▽

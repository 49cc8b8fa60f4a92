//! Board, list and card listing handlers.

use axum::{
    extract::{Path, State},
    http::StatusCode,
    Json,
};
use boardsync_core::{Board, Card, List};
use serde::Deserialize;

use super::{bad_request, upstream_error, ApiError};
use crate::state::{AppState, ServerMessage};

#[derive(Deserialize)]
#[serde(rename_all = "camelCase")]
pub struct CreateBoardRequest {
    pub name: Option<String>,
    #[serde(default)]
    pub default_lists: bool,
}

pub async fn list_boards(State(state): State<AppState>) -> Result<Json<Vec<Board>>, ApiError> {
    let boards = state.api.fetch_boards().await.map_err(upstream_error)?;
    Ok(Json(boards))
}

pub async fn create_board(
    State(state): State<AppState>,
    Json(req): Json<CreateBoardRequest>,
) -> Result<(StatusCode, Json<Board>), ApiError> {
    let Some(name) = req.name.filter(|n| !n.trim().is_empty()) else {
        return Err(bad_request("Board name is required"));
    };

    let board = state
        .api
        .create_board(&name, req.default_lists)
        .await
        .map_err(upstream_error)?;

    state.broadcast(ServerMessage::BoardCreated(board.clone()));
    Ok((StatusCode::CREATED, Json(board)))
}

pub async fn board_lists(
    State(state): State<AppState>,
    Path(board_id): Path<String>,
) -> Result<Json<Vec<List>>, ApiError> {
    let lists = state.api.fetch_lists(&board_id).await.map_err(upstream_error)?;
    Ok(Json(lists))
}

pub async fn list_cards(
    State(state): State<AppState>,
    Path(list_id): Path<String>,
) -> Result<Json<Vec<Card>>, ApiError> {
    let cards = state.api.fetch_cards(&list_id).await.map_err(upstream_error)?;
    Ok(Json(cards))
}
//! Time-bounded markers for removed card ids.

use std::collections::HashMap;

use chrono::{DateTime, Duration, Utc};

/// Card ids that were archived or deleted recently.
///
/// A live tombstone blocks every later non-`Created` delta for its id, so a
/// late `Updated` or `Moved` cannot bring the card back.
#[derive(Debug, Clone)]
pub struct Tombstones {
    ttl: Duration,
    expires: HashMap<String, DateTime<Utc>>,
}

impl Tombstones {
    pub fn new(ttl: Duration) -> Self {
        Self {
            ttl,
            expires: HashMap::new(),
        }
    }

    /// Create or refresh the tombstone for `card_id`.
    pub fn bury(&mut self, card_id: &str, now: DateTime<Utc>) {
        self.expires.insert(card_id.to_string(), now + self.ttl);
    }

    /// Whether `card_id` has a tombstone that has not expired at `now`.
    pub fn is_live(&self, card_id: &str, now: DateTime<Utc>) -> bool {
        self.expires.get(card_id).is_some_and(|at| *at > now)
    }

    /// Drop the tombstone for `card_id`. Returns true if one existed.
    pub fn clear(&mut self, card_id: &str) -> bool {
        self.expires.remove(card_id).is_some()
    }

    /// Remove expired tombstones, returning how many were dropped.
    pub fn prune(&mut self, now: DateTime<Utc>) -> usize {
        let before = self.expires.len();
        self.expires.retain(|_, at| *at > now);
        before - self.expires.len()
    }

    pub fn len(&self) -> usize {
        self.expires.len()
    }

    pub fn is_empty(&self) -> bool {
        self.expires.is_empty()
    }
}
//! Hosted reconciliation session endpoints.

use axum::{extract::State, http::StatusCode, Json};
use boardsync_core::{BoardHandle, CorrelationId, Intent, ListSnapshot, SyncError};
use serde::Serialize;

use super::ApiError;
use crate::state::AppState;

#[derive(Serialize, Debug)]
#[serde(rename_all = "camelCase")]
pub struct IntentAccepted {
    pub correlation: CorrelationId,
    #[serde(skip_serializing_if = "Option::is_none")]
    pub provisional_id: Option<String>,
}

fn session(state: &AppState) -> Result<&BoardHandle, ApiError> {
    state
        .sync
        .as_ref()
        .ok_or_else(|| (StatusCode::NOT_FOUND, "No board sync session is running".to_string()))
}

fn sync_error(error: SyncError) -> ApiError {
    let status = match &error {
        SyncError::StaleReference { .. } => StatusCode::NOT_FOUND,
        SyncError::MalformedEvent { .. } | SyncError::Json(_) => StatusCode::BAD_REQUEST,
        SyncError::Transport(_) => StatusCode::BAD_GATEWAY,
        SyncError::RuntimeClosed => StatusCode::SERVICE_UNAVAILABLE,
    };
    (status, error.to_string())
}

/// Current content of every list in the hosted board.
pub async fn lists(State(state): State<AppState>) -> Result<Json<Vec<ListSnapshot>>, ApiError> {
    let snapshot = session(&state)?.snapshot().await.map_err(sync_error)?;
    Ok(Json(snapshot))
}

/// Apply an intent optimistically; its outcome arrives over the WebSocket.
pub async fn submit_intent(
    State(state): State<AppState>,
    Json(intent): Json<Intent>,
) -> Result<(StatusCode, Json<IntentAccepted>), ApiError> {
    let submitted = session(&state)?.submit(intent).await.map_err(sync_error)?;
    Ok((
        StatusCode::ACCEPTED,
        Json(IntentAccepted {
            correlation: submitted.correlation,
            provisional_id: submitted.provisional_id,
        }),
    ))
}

△

**YOUR OBJECTIVE**: Exact copies of the lines from the one containing "the hosted board." through the final line of the records are all the answer should hold.

**SOLUTION TO THIS PROBLEM**:
/// Current content of every list in the hosted board.
pub async fn lists(State(state): State<AppState>) -> Result<Json<Vec<ListSnapshot>>, ApiError> {
    let snapshot = session(&state)?.snapshot().await.map_err(sync_error)?;
    Ok(Json(snapshot))
}

/// Apply an intent optimistically; its outcome arrives over the WebSocket.
pub async fn submit_intent(
    State(state): State<AppState>,
    Json(intent): Json<Intent>,
) -> Result<(StatusCode, Json<IntentAccepted>), ApiError> {
    let submitted = session(&state)?.submit(intent).await.map_err(sync_error)?;
    Ok((
        StatusCode::ACCEPTED,
        Json(IntentAccepted {
            correlation: submitted.correlation,
            provisional_id: submitted.provisional_id,
        }),
    ))
}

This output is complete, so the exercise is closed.